WHAT TO PRODUCE: Produce the records below again, word for word, but stop after the line that contains "pub fn slugify(name: &str)".
━━━━━━━━━━━━━━━━━━━━
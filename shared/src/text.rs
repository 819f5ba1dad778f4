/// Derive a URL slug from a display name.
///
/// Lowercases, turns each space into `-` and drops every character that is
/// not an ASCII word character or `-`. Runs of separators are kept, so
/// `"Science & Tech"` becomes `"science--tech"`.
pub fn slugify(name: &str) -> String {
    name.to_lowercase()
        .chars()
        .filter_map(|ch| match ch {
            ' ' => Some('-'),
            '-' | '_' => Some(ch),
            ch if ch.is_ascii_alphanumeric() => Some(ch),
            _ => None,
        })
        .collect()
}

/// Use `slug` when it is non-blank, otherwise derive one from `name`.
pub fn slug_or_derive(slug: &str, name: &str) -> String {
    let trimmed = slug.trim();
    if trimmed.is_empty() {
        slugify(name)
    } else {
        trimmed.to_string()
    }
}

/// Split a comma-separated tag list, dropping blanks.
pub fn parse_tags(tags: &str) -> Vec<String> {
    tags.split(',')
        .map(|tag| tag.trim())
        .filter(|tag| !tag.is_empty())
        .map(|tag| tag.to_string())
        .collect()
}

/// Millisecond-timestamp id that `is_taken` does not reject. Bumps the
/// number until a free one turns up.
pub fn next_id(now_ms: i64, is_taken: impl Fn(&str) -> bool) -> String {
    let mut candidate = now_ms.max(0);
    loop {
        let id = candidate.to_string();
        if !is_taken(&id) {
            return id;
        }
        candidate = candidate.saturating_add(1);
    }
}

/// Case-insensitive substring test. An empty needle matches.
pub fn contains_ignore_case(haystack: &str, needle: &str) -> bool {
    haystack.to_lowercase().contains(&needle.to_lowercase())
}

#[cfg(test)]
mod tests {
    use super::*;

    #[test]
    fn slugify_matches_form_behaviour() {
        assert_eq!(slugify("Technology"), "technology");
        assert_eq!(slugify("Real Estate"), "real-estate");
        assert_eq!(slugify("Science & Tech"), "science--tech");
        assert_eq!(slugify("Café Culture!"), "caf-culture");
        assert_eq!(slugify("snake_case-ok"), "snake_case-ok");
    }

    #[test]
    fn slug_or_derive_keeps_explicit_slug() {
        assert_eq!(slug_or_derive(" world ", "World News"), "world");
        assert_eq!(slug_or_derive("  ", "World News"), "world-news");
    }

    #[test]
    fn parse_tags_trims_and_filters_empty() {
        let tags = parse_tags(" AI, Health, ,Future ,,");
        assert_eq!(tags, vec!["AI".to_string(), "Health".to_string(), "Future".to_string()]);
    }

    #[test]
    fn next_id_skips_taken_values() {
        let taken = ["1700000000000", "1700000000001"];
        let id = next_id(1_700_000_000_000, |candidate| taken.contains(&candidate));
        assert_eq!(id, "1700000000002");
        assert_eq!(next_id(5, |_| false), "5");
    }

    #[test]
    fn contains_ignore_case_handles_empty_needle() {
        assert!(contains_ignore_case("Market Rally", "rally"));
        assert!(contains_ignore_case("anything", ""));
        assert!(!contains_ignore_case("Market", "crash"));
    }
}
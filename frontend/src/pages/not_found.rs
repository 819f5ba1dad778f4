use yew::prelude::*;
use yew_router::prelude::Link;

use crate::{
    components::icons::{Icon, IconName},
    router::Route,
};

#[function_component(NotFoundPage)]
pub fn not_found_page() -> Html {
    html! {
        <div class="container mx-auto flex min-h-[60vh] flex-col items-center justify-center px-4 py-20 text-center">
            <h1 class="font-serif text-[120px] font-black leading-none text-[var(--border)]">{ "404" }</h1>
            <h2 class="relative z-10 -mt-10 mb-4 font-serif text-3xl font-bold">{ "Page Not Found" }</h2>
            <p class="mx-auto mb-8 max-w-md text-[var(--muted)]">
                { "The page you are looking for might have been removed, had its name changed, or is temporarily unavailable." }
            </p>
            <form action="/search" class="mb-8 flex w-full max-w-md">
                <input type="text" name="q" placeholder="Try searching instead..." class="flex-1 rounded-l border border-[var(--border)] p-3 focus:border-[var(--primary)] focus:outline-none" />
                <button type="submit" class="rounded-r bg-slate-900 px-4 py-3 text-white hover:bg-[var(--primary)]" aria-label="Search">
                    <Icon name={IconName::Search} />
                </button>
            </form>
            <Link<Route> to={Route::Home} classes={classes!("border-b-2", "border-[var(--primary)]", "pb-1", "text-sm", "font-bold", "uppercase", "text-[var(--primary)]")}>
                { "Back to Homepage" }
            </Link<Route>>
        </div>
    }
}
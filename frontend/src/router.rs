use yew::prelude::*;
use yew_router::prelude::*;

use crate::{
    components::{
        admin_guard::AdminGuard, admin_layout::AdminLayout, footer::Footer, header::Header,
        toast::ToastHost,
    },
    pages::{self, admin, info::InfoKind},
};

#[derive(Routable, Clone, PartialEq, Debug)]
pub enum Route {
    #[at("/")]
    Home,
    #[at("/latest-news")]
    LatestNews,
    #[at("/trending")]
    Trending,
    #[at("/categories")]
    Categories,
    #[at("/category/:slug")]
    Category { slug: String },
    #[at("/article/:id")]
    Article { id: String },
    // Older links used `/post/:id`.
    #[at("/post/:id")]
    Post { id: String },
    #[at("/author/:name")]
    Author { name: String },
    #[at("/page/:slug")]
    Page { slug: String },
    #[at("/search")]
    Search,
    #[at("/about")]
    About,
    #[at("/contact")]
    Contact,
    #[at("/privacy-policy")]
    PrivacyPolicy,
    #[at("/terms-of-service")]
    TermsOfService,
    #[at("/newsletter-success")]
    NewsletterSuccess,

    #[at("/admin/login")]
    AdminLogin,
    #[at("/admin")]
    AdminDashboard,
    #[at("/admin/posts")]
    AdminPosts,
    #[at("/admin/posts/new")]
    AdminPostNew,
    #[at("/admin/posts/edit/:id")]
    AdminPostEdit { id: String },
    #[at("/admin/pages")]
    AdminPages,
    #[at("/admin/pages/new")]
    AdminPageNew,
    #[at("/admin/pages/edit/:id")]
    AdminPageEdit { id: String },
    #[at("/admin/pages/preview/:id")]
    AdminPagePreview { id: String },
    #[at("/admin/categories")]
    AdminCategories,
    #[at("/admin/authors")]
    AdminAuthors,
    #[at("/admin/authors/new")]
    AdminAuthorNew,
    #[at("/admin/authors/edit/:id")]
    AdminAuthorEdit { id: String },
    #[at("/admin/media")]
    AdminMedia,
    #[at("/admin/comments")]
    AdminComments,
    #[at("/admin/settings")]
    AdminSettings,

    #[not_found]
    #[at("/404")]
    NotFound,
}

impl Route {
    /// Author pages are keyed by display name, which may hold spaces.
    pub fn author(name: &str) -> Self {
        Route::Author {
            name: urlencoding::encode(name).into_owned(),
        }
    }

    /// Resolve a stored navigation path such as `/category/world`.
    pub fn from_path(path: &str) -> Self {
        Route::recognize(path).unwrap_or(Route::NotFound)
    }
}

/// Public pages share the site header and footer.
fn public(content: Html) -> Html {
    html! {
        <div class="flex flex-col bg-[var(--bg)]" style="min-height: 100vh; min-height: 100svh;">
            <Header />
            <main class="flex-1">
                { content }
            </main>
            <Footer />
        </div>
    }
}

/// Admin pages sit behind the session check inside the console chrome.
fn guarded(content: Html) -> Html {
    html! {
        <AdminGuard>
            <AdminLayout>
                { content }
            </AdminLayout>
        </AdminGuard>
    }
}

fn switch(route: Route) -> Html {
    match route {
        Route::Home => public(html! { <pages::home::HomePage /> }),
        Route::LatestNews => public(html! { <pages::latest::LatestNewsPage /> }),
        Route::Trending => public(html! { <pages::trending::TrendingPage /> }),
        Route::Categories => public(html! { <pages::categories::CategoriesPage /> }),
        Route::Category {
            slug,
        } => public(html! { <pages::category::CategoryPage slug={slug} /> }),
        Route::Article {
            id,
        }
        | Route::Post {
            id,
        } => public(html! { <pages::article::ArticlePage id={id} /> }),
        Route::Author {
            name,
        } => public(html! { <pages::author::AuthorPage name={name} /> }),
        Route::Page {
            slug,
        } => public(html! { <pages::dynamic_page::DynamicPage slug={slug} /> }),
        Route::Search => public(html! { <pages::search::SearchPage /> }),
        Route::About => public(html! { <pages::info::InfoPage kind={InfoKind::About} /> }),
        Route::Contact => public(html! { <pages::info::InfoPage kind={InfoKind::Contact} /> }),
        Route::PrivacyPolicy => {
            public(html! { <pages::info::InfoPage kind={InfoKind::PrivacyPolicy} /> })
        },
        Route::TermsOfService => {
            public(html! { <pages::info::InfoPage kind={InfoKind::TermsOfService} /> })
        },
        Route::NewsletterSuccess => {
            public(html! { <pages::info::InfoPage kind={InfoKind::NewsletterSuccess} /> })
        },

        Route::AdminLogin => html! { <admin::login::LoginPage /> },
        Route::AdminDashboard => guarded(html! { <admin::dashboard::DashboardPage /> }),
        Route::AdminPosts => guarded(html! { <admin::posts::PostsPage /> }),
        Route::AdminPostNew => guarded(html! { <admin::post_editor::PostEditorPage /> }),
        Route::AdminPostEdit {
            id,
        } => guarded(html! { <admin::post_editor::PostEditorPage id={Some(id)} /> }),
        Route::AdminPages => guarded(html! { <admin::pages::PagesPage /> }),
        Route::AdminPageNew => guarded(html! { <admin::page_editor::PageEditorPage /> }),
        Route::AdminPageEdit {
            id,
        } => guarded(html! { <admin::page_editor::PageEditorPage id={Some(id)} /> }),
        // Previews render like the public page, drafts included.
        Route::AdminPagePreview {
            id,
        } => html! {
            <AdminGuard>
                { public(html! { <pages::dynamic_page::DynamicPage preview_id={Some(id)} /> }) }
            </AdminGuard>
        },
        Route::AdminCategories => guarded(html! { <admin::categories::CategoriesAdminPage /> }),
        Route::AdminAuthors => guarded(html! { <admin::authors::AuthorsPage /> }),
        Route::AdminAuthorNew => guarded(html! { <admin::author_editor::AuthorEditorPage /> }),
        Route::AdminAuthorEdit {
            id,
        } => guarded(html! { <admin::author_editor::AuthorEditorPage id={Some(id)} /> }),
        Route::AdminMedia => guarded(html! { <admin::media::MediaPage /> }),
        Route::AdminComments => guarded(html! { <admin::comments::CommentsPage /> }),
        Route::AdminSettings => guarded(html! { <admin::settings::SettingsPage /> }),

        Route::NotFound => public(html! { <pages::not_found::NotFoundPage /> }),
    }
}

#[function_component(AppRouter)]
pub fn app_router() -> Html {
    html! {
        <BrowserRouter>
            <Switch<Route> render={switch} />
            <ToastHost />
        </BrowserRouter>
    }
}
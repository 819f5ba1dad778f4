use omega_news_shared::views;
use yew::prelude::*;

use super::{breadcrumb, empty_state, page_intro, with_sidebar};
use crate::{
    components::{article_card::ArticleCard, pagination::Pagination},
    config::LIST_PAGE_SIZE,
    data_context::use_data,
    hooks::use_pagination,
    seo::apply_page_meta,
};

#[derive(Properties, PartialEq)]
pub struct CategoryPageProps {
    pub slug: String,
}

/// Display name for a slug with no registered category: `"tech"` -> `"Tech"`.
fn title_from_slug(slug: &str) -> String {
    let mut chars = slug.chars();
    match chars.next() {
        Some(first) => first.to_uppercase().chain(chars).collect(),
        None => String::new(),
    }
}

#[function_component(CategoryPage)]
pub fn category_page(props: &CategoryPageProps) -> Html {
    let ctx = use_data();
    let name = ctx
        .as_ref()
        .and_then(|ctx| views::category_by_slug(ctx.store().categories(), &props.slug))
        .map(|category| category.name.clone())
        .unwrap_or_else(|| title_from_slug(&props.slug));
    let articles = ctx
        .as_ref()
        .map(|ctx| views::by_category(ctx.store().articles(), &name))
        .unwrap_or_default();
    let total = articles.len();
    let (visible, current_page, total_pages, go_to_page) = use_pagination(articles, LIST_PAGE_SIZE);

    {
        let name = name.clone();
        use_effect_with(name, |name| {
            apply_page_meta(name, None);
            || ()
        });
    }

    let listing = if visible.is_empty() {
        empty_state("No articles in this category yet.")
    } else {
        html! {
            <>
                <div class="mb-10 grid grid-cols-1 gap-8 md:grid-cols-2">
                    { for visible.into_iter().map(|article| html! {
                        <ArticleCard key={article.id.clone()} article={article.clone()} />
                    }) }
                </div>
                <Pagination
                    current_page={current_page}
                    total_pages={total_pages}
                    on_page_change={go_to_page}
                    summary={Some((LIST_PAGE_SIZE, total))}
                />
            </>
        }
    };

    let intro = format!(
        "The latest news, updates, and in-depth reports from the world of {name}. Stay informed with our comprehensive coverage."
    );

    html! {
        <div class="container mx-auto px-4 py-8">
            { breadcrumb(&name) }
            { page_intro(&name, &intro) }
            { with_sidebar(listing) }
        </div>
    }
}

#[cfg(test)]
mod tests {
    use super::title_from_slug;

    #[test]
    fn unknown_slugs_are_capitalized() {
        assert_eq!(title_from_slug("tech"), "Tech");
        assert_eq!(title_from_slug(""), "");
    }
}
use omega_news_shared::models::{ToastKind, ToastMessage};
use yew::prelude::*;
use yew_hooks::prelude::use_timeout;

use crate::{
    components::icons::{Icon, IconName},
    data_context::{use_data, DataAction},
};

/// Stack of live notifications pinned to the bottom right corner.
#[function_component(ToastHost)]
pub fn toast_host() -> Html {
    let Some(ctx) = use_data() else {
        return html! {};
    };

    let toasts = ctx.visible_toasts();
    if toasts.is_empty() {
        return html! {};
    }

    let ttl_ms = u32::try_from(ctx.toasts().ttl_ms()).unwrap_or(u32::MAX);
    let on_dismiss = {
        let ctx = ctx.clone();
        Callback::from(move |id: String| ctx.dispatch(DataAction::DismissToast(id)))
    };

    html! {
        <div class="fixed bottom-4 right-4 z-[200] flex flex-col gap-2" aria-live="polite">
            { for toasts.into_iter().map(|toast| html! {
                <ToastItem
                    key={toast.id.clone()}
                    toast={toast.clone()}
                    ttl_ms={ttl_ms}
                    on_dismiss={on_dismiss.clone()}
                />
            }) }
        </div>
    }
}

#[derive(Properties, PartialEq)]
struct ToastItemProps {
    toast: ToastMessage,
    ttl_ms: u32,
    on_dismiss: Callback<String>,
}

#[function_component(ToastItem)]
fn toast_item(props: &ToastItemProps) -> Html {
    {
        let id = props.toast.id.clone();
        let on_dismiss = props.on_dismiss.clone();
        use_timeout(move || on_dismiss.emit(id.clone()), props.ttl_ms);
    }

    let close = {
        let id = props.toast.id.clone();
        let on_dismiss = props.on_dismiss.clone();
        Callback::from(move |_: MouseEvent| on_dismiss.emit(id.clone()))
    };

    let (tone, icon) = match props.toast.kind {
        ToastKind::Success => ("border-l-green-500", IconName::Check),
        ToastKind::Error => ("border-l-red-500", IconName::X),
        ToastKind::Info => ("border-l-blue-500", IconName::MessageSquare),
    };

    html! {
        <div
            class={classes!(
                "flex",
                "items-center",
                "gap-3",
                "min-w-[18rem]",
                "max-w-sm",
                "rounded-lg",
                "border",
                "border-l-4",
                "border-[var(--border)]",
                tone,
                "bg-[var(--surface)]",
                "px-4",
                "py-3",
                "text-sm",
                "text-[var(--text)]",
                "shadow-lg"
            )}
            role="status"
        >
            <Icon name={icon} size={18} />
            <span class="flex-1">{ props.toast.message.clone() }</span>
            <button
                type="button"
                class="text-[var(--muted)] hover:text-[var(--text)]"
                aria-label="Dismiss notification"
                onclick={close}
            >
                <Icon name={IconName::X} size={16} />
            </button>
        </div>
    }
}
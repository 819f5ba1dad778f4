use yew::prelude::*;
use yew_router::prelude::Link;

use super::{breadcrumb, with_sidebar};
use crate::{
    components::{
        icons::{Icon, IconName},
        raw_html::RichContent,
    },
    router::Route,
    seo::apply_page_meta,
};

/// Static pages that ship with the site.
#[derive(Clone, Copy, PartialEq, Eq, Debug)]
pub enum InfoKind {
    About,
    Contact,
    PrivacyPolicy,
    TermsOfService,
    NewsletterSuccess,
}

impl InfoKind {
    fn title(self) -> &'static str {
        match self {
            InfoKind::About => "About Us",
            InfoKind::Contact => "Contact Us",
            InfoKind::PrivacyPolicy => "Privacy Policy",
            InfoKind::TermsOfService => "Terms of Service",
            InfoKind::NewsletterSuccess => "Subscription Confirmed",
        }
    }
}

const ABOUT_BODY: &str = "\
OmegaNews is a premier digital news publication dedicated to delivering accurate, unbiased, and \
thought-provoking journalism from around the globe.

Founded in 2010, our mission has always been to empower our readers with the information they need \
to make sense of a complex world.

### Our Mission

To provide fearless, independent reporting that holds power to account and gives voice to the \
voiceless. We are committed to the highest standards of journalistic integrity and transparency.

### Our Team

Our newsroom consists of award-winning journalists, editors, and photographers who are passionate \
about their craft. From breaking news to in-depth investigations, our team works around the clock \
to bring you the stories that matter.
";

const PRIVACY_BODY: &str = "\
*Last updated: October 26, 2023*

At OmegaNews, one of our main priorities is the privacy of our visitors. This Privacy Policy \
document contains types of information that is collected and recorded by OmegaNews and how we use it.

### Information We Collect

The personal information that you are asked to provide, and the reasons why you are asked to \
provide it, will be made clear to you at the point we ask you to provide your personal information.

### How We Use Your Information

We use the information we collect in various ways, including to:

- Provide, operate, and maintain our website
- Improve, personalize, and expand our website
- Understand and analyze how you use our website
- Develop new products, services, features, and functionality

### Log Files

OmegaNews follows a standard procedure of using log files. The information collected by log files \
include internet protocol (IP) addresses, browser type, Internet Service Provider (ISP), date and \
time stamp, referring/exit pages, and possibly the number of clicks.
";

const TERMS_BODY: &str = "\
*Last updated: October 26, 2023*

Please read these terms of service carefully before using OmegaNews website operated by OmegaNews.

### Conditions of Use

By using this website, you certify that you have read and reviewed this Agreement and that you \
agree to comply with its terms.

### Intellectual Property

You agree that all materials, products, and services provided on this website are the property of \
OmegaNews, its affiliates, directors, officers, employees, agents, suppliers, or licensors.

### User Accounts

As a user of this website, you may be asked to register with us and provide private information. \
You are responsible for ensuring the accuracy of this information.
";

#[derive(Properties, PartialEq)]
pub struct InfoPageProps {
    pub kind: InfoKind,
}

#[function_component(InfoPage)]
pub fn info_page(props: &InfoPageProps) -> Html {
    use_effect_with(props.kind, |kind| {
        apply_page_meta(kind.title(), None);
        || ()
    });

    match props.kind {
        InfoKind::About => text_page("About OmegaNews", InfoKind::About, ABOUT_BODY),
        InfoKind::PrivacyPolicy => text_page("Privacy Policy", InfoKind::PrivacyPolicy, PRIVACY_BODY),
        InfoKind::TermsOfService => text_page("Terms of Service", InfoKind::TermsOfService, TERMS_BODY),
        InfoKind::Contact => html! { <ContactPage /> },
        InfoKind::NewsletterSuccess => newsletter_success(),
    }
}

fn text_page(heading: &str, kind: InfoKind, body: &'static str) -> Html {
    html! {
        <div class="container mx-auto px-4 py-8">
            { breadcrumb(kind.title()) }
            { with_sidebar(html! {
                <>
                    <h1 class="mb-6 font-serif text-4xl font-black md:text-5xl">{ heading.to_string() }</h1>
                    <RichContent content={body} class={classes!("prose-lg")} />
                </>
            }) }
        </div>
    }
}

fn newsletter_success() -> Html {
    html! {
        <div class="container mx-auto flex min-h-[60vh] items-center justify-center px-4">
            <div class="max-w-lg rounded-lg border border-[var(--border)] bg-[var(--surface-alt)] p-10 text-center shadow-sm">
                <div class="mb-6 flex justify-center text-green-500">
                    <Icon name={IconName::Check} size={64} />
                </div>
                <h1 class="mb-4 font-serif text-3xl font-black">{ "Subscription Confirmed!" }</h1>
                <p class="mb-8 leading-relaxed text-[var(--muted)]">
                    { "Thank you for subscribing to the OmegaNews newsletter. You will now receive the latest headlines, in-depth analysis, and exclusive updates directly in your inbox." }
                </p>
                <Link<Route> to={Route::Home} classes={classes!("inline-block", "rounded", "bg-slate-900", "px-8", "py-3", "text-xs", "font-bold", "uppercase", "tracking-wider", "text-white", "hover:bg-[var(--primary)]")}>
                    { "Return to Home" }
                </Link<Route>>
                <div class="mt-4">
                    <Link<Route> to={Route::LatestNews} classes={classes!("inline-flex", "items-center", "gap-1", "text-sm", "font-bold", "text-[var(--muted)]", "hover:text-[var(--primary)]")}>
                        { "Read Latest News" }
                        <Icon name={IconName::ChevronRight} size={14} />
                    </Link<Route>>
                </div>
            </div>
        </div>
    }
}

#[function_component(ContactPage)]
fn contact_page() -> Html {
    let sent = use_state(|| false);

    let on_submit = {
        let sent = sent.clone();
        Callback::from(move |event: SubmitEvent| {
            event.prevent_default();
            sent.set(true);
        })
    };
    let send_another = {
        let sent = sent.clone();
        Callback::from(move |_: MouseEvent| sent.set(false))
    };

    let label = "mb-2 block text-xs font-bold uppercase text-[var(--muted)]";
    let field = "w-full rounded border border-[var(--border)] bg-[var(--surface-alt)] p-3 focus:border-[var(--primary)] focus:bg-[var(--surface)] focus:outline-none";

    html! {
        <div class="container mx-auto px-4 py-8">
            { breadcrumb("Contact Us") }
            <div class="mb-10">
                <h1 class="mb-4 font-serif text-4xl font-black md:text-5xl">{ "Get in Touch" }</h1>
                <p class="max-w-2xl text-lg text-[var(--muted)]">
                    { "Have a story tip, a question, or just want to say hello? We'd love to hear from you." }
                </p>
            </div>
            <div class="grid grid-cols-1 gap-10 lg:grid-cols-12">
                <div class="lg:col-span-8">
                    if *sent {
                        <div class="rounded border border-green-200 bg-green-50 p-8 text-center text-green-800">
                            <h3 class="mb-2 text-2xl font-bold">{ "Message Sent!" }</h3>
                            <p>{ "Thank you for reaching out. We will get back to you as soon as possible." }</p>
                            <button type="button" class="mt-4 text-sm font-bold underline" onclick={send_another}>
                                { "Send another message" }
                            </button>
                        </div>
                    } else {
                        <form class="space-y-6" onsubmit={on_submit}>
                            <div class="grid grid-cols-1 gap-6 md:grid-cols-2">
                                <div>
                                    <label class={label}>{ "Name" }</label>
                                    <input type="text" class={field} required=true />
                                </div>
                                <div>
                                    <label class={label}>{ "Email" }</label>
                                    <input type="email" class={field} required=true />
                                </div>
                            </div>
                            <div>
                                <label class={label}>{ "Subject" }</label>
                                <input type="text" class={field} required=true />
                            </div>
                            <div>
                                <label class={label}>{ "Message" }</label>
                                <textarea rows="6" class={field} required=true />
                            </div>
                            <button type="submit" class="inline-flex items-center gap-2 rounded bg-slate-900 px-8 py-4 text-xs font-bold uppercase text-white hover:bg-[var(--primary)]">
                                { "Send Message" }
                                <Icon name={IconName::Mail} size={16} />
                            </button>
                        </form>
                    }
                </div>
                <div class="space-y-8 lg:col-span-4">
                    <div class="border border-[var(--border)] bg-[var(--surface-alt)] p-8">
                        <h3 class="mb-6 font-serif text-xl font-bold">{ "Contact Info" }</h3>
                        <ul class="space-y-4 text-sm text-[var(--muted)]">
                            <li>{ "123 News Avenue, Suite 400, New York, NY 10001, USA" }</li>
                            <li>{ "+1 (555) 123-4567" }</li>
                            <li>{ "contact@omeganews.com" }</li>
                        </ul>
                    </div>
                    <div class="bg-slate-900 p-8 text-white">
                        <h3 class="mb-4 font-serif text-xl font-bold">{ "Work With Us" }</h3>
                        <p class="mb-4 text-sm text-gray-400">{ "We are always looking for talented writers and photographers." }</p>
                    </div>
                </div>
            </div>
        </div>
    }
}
━━━━━━━━━━━━━━━━━━━━
EXERCISE RESPONSE:
filename shared/src/text.rs
repository 819f5ba1dad778f4
/// Derive a URL slug from a display name.
///
/// Lowercases, turns each space into `-` and drops every character that is
/// not an ASCII word character or `-`. Runs of separators are kept, so
/// `"Science & Tech"` becomes `"science--tech"`.
pub fn slugify(name: &str) -> String {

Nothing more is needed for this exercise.